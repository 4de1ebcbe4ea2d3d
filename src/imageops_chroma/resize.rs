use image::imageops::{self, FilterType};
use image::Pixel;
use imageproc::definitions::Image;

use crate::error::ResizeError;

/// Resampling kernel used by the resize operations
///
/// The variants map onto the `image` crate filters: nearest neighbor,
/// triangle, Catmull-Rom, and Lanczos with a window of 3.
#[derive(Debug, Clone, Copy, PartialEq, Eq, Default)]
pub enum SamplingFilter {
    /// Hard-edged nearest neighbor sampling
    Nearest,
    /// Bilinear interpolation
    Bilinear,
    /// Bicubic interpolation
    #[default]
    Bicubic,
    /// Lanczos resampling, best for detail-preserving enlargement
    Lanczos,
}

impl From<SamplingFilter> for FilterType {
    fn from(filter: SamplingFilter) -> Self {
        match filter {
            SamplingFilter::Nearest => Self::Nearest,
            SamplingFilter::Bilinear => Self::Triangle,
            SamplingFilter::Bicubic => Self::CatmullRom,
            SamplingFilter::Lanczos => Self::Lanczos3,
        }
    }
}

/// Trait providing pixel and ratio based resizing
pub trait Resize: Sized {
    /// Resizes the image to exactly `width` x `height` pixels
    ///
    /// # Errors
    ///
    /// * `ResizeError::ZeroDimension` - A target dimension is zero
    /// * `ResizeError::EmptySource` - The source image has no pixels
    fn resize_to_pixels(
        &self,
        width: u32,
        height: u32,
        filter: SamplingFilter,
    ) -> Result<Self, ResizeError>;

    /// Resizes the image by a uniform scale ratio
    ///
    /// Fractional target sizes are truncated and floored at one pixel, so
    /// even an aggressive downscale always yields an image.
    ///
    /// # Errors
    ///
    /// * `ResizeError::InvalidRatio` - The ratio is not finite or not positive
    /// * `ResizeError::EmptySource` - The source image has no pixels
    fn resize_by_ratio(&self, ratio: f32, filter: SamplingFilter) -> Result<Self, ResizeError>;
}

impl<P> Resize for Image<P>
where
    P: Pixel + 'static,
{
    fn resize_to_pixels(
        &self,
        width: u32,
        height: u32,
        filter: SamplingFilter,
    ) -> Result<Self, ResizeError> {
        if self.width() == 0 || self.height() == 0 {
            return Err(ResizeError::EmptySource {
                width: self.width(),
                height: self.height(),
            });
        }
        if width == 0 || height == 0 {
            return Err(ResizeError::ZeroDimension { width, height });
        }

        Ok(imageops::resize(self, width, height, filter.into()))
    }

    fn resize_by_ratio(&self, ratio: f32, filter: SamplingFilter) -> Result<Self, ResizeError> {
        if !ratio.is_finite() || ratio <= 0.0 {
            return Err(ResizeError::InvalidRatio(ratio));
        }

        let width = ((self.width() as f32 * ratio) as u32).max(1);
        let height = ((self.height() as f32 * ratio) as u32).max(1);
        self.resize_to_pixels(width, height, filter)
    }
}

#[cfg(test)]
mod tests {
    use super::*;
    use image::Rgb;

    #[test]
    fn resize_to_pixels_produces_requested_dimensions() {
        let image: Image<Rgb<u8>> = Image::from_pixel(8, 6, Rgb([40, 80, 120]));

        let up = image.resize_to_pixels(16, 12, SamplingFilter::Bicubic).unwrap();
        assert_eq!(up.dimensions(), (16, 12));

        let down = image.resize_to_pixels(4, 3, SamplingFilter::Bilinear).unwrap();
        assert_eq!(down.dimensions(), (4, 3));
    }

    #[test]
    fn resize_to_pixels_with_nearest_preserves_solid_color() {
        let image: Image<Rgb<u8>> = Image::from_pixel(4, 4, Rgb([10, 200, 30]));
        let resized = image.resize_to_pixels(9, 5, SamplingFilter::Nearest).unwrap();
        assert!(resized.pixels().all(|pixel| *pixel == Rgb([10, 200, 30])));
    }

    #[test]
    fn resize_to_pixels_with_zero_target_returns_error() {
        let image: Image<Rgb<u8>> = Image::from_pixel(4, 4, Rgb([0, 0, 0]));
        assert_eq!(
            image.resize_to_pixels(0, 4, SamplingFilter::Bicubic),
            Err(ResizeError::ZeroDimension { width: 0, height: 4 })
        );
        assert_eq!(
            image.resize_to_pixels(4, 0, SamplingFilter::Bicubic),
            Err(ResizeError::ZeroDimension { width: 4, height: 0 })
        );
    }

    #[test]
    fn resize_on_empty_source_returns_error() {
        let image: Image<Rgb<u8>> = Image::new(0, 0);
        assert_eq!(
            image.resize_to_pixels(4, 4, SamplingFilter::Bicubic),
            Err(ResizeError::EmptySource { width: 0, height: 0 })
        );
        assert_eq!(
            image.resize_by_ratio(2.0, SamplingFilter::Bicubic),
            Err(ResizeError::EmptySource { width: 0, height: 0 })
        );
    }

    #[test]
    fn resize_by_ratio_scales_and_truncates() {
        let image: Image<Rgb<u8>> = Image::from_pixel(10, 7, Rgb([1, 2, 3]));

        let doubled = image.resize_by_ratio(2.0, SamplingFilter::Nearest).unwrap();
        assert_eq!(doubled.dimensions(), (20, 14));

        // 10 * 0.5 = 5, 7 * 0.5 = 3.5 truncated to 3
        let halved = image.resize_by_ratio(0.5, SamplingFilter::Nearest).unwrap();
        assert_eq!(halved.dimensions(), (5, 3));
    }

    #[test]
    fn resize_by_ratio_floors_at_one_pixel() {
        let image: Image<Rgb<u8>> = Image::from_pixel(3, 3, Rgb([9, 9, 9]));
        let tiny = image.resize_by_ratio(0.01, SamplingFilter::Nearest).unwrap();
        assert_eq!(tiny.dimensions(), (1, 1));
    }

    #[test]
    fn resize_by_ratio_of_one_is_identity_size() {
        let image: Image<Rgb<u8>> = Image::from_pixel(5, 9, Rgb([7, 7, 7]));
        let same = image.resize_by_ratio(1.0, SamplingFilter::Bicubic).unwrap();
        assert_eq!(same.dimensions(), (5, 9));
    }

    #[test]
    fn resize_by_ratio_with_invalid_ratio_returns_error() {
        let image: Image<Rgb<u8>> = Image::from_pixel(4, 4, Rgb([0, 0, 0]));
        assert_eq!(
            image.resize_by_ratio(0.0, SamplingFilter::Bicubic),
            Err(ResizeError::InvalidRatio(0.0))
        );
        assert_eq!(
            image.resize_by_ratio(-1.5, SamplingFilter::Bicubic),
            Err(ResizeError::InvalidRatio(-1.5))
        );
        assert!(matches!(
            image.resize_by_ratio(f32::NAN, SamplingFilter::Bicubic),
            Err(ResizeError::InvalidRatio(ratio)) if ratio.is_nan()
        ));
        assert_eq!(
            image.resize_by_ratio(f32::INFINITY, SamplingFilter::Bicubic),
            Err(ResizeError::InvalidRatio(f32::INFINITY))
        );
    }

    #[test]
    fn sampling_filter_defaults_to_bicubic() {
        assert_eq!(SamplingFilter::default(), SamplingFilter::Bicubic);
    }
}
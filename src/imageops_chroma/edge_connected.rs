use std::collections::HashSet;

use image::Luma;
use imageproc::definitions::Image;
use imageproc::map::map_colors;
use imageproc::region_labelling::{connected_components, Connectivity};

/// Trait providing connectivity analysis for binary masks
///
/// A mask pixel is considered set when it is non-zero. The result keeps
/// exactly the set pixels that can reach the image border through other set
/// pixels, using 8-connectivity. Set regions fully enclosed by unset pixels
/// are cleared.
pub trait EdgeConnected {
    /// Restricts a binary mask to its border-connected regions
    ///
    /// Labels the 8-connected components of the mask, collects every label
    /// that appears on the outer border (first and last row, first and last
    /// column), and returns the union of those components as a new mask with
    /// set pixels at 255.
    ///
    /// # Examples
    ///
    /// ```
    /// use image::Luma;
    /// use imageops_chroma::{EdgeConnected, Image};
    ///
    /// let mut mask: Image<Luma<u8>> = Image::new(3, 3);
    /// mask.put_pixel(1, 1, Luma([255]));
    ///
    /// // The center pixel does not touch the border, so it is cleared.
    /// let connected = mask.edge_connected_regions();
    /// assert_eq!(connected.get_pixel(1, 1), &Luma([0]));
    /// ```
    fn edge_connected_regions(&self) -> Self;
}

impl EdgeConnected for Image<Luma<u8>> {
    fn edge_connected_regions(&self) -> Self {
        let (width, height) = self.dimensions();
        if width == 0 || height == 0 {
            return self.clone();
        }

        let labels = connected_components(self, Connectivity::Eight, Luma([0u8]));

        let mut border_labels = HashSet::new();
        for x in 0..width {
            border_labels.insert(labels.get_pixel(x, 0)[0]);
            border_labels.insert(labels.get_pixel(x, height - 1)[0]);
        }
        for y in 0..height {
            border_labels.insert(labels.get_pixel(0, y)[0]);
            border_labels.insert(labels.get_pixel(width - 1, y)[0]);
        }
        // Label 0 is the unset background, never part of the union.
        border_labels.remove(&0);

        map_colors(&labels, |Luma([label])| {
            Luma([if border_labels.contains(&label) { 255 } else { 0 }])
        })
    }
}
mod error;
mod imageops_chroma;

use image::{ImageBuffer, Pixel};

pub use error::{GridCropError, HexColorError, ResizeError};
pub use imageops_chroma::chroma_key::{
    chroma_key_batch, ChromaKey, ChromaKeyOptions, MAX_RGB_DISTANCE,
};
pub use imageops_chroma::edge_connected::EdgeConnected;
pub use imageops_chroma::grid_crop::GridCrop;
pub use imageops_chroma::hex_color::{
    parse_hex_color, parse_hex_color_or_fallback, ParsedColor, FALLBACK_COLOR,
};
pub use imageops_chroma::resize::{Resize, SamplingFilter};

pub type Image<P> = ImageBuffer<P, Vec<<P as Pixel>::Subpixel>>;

GOAL OF THE EXERCISE
Output, exactly and with no other text, the line that contains "mod imageops_chroma;" and all lines from there to the end of the records.

TASK RESPONSE
mod imageops_chroma;

use image::{ImageBuffer, Pixel};

pub use error::{GridCropError, HexColorError, ResizeError};
pub use imageops_chroma::chroma_key::{
    chroma_key_batch, ChromaKey, ChromaKeyOptions, MAX_RGB_DISTANCE,
};
pub use imageops_chroma::edge_connected::EdgeConnected;
pub use imageops_chroma::grid_crop::GridCrop;
pub use imageops_chroma::hex_color::{
    parse_hex_color, parse_hex_color_or_fallback, ParsedColor, FALLBACK_COLOR,
};
pub use imageops_chroma::resize::{Resize, SamplingFilter};

pub type Image<P> = ImageBuffer<P, Vec<<P as Pixel>::Subpixel>>;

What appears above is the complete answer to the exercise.